Conocer mujer - 600773

Esto se debe a las preocupaciones por la disminución de la inmunidad que brindan las vacunas originales, que fueron desarrolladas para combatir la forma inicial del coronavirus, que surgió hace dos años. Pero también hay nuevos temores por los riesgos de la altamente mutada variante ómicron que se ha propagado por todo el mundo. Los estudios han demostrado que dos dosis de las vacunas no ofrecen suficiente protección contra una infección de ómicron, aunque sí han logrado reducir el riesgo de enfermedad grave y hospitalización. A continuación te explicamos qué son las vacunas de refuerzo y por qué son necesarias para mantener la inmunidad contra el coronavirus. Las autoridades sanitarias de muchos países aprobaron las dosis de refuerzo después de que se vio que la protección que brindaban dos dosis de las vacunas originales comenzó a disminuir después de algunos meses.

EL ESPAÑOL

Add together to Flipboard Magazine. Bloque que muestra la firma del editor. Al principio de la relación el beso de lengua es indispensable. Las sensaciones que nos provoca son variadas: excitación, nerviosismo, escalofríos sensación de frío y acaloramiento. Un estudio de la Universidad de Oxford, realizado por Rafael Wlodarski, demostró que el beso de lengua nos ayuda a evaluar la idoneidad de la pareja. A través del ósculo, el hombre pasa testosterona a la mujer y eso la hace sentirse atraída.

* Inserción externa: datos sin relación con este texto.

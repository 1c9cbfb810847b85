//! Connection pool: subscription allocation, reconnect and migration
//!
//! The pool owns N connection wrappers and a subscription table shared with
//! the dispatcher. Allocation is first-fit with capacity, then grow, then
//! degrade to least-loaded. Repair collapses concurrent disconnect storms
//! behind a try-locked mutex, replaces dead wrappers in place and migrates
//! their subscriptions to the replacements.
//!
//! Lock discipline: `connections` and `subscriptions` are never held across
//! network I/O. Nothing here acquires both at once.

use std::collections::HashMap;
use std::sync::atomic::{AtomicBool, AtomicU64, Ordering};
use std::sync::{Arc, Weak};
use std::time::Duration;

use anyhow::{Context, Result};
use parking_lot::RwLock;
use rand::Rng;
use serde::Serialize;
use tracing::{debug, info, warn};

use super::client::WsClient;
use super::connection::ConnectionWrapper;
use super::dispatcher::Dispatcher;
use super::Subscription;
use crate::models::RawFrame;

const BACKOFF_INITIAL_MS: u64 = 1_000;
const BACKOFF_MAX_MS: u64 = 300_000;

pub type FrameCallback = Arc<dyn Fn(&RawFrame) + Send + Sync>;

/// One registered subscription: the wire subscription, its fan-in callback
/// set, and the wrapper currently carrying it.
pub struct SubscriptionInfo {
    pub subscription: Subscription,
    pub callbacks: HashMap<u64, FrameCallback>,
    pub connection: Arc<ConnectionWrapper>,
}

/// Shared between the pool (writes) and the dispatcher (reads).
pub type SubscriptionTable = RwLock<HashMap<String, SubscriptionInfo>>;

/// Returned by `subscribe`; needed to unsubscribe this caller's callback.
#[derive(Debug, Clone)]
pub struct SubscriptionHandle {
    pub key: String,
    pub id: u64,
}

#[derive(Debug, Clone)]
pub struct PoolConfig {
    pub ws_url: String,
    pub max_connections: usize,
    pub max_subscriptions_per_connection: usize,
}

#[derive(Default)]
struct PoolMetrics {
    reconnects: AtomicU64,
    migrations: AtomicU64,
    subscribes: AtomicU64,
    unsubscribes: AtomicU64,
}

/// Snapshot for /status; never hands out live maps.
#[derive(Debug, Clone, Serialize)]
pub struct PoolStats {
    pub connections: usize,
    pub connected: usize,
    pub subscriptions: usize,
    pub reconnects: u64,
    pub migrations: u64,
    pub subscribes: u64,
    pub unsubscribes: u64,
}

pub struct PoolManager {
    config: PoolConfig,
    connections: RwLock<Vec<Arc<ConnectionWrapper>>>,
    subscriptions: Arc<SubscriptionTable>,
    dispatcher: Arc<Dispatcher>,
    reconnect_lock: tokio::sync::Mutex<()>,
    backoff_ms: AtomicU64,
    next_handle_id: AtomicU64,
    next_conn_id: AtomicU64,
    shutdown: AtomicBool,
    metrics: PoolMetrics,
    weak: Weak<PoolManager>,
}

impl PoolManager {
    pub fn new(
        config: PoolConfig,
        subscriptions: Arc<SubscriptionTable>,
        dispatcher: Arc<Dispatcher>,
    ) -> Arc<Self> {
        Arc::new_cyclic(|weak| Self {
            config,
            connections: RwLock::new(Vec::new()),
            subscriptions,
            dispatcher,
            reconnect_lock: tokio::sync::Mutex::new(()),
            backoff_ms: AtomicU64::new(BACKOFF_INITIAL_MS),
            next_handle_id: AtomicU64::new(0),
            next_conn_id: AtomicU64::new(0),
            shutdown: AtomicBool::new(false),
            metrics: PoolMetrics::default(),
            weak: weak.clone(),
        })
    }

    /// Open the first connection; returns only after its handshake.
    pub async fn start(&self) -> Result<()> {
        let wrapper = self.new_connection().await?;
        self.connections.write().push(wrapper);
        info!(url = %self.config.ws_url, "Connection pool started");
        Ok(())
    }

    /// Attach `cb` to the subscription for `sub`. The server-side subscribe
    /// is sent only for the first callback on a key; later callers fan in.
    pub async fn subscribe(
        &self,
        sub: Subscription,
        cb: FrameCallback,
    ) -> Result<SubscriptionHandle> {
        let key = sub.key();
        let handle_id = self.next_handle_id.fetch_add(1, Ordering::Relaxed) + 1;
        let handle = SubscriptionHandle {
            key: key.clone(),
            id: handle_id,
        };

        // Fan-in fast path: the key is already live.
        {
            let mut table = self.subscriptions.write();
            if let Some(info) = table.get_mut(&key) {
                info.callbacks.insert(handle_id, cb);
                return Ok(handle);
            }
        }

        // Connection acquisition may open a socket; no locks held.
        let conn = self.acquire_connection().await?;

        // Register before the network subscribe so inbound frames racing the
        // subscribe ack already have a route.
        {
            let mut table = self.subscriptions.write();
            if let Some(info) = table.get_mut(&key) {
                // lost the race to a concurrent subscriber; fan in
                info.callbacks.insert(handle_id, cb);
                return Ok(handle);
            }
            let mut callbacks = HashMap::new();
            callbacks.insert(handle_id, cb);
            table.insert(
                key.clone(),
                SubscriptionInfo {
                    subscription: sub.clone(),
                    callbacks,
                    connection: conn.clone(),
                },
            );
        }
        conn.add_subscription(sub.clone());

        if let Err(e) = conn.client().subscribe(&sub).await {
            // roll back the registration; the caller sees the error
            self.subscriptions.write().remove(&key);
            conn.remove_subscription(&key);
            return Err(e);
        }

        self.metrics.subscribes.fetch_add(1, Ordering::Relaxed);
        metrics::counter!("pool_subscribes_total", 1);
        Ok(handle)
    }

    /// Detach one callback; the last one out tears down the server-side
    /// subscription.
    pub async fn unsubscribe(&self, handle: &SubscriptionHandle) {
        let removed = {
            let mut table = self.subscriptions.write();
            let Some(info) = table.get_mut(&handle.key) else {
                return;
            };
            info.callbacks.remove(&handle.id);
            if info.callbacks.is_empty() {
                table
                    .remove(&handle.key)
                    .map(|info| (info.subscription, info.connection))
            } else {
                None
            }
        };

        // Network unsubscribe happens outside the table lock.
        if let Some((sub, conn)) = removed {
            conn.remove_subscription(&handle.key);
            if let Err(e) = conn.client().unsubscribe(&sub).await {
                warn!(key = %handle.key, error = %e, "Server-side unsubscribe failed");
            }
            self.metrics.unsubscribes.fetch_add(1, Ordering::Relaxed);
            metrics::counter!("pool_unsubscribes_total", 1);
        }
    }

    /// Tear down every wrapper.
    pub async fn close(&self) {
        self.shutdown.store(true, Ordering::Release);
        let wrappers: Vec<_> = self.connections.read().clone();
        for wrapper in wrappers {
            wrapper.client().close().await;
        }
        self.connections.write().clear();
        self.subscriptions.write().clear();
        info!("Connection pool closed");
    }

    pub fn stats(&self) -> PoolStats {
        let (connections, connected) = {
            let conns = self.connections.read();
            let connected = conns.iter().filter(|w| w.is_connected()).count();
            (conns.len(), connected)
        };
        PoolStats {
            connections,
            connected,
            subscriptions: self.subscriptions.read().len(),
            reconnects: self.metrics.reconnects.load(Ordering::Relaxed),
            migrations: self.metrics.migrations.load(Ordering::Relaxed),
            subscribes: self.metrics.subscribes.load(Ordering::Relaxed),
            unsubscribes: self.metrics.unsubscribes.load(Ordering::Relaxed),
        }
    }

    pub fn is_connected(&self) -> bool {
        self.connections.read().iter().any(|w| w.is_connected())
    }

    async fn new_connection(&self) -> Result<Arc<ConnectionWrapper>> {
        let id = self.next_conn_id.fetch_add(1, Ordering::Relaxed) + 1;
        let client = WsClient::new(&self.config.ws_url);

        let dispatcher = self.dispatcher.clone();
        client.set_message_handler(Arc::new(move |frame| dispatcher.dispatch(frame)));

        let pool = self.weak.clone();
        client.set_disconnect_callback(Arc::new(move || {
            if let Some(pool) = pool.upgrade() {
                pool.on_disconnect();
            }
        }));

        client
            .connect()
            .await
            .with_context(|| format!("Failed to open pool connection #{id}"))?;
        Ok(ConnectionWrapper::new(id, client))
    }

    /// First connected wrapper with spare capacity; grow the pool if none
    /// and we are under the cap; otherwise degrade to the least loaded.
    async fn acquire_connection(&self) -> Result<Arc<ConnectionWrapper>> {
        if let Some(conn) = self.first_fit() {
            return Ok(conn);
        }

        let may_grow = self.connections.read().len() < self.config.max_connections;
        if may_grow {
            let wrapper = self.new_connection().await?;
            self.connections.write().push(wrapper.clone());
            debug!(id = wrapper.id(), "Pool grew by one connection");
            return Ok(wrapper);
        }

        self.least_loaded()
            .context("No connected WebSocket available for subscription")
    }

    fn first_fit(&self) -> Option<Arc<ConnectionWrapper>> {
        self.connections
            .read()
            .iter()
            .find(|w| {
                w.is_connected()
                    && w.subscription_count() < self.config.max_subscriptions_per_connection
            })
            .cloned()
    }

    fn least_loaded(&self) -> Option<Arc<ConnectionWrapper>> {
        self.connections
            .read()
            .iter()
            .filter(|w| w.is_connected())
            .min_by_key(|w| w.subscription_count())
            .cloned()
    }

    fn on_disconnect(&self) {
        if self.shutdown.load(Ordering::Acquire) {
            return;
        }
        let Some(pool) = self.weak.upgrade() else {
            return;
        };
        tokio::spawn(async move {
            pool.repair_loop().await;
        });
    }

    /// One repair attempt per backoff step until the pool is whole again.
    /// Concurrent disconnects collapse into the run already holding the lock.
    async fn repair_loop(self: Arc<Self>) {
        let Ok(_guard) = self.reconnect_lock.try_lock() else {
            debug!("Repair already in progress, collapsing");
            return;
        };

        loop {
            if self.shutdown.load(Ordering::Acquire) {
                return;
            }

            let base = self.backoff_ms.load(Ordering::Relaxed);
            let jitter: f64 = rand::thread_rng().gen_range(0.5..1.5);
            let delay = Duration::from_millis((base as f64 * jitter) as u64);
            debug!(delay_ms = delay.as_millis() as u64, "Repair backoff");
            tokio::time::sleep(delay).await;

            match self.repair_connections().await {
                Ok(()) => {
                    // a disconnect collapsed into this run may have landed
                    // after the snapshot; run another pass for it
                    if self.connections.read().iter().any(|w| !w.is_connected()) {
                        debug!("Connection died during repair, running another pass");
                        continue;
                    }
                    self.backoff_ms.store(BACKOFF_INITIAL_MS, Ordering::Relaxed);
                    self.metrics.reconnects.fetch_add(1, Ordering::Relaxed);
                    metrics::counter!("pool_reconnects_total", 1);
                    return;
                }
                Err(e) => {
                    warn!(error = %e, backoff_ms = base, "Connection repair failed, will retry");
                    self.backoff_ms
                        .store((base * 2).min(BACKOFF_MAX_MS), Ordering::Relaxed);
                }
            }
        }
    }

    /// Replace every dead wrapper and migrate its subscriptions. Any failure
    /// aborts the whole repair; the loop retries with increased backoff.
    async fn repair_connections(&self) -> Result<()> {
        let snapshot: Vec<_> = self.connections.read().clone();
        let mut repaired = 0usize;

        for old in snapshot {
            if old.is_connected() {
                continue;
            }

            old.client().close().await;
            let fresh = self.new_connection().await?;

            // Swap in place so allocation order stays stable.
            {
                let mut conns = self.connections.write();
                match conns.iter_mut().find(|w| w.id() == old.id()) {
                    Some(slot) => *slot = fresh.clone(),
                    None => conns.push(fresh.clone()),
                }
            }

            if let Err(e) = self.migrate_subscriptions(&old, &fresh).await {
                // Everything is already repointed at `fresh`; closing it makes
                // the next pass pick all of it up again.
                fresh.client().close().await;
                return Err(e);
            }
            repaired += 1;
        }

        if repaired > 0 {
            info!(repaired, "Connection repair complete");
        }
        Ok(())
    }

    async fn migrate_subscriptions(
        &self,
        old: &Arc<ConnectionWrapper>,
        fresh: &Arc<ConnectionWrapper>,
    ) -> Result<()> {
        // Repoint first: map-only, cannot fail, so a later subscribe error
        // leaves every affected key attached to `fresh`.
        let mut to_resubscribe = Vec::new();
        {
            let mut table = self.subscriptions.write();
            for sub in old.all_subscriptions() {
                if let Some(info) = table.get_mut(&sub.key()) {
                    if info.connection.id() == old.id() {
                        info.connection = fresh.clone();
                        to_resubscribe.push(sub);
                    }
                }
            }
        }
        for sub in &to_resubscribe {
            fresh.add_subscription(sub.clone());
        }

        // Server-side resubscribes, outside all locks.
        for sub in &to_resubscribe {
            fresh
                .client()
                .subscribe(sub)
                .await
                .with_context(|| format!("Failed to migrate subscription {}", sub.key()))?;
            self.metrics.migrations.fetch_add(1, Ordering::Relaxed);
            metrics::counter!("pool_migrations_total", 1);
        }

        if !to_resubscribe.is_empty() {
            info!(
                count = to_resubscribe.len(),
                from = old.id(),
                to = fresh.id(),
                "Migrated subscriptions to replacement connection"
            );
        }
        Ok(())
    }
}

Otras webs de Unidad Editorial

Denial importa si es por amistad, cariño familiar o amor. La ciencia se ha encargado de estudiarlos para averiguar qué nos impulsa a darlos, por qué provocan las reacciones que entrañan y por qué son un aberración universal. Se ha observado cómo otros primates juntan los labios para explicitar emociones como el afecto o la reconciliación. También con la costumbre de los padres de algunas culturas de masticar la comida y pasarla a la boca de sus hijos. Por otro lado, algunos investigadores consideran que la costumbre de dar besos en la mejilla puede deberse a la acción de oler la cara, utilizada en peldaños evolutivos anteriores para reconocer a un ser querido. Como resultado, las pupilas se dilatan, aumenta la sudoración, se acelera el ritmo cardíaco y crece una profunda necesidad de seguir besando a la otra andoba.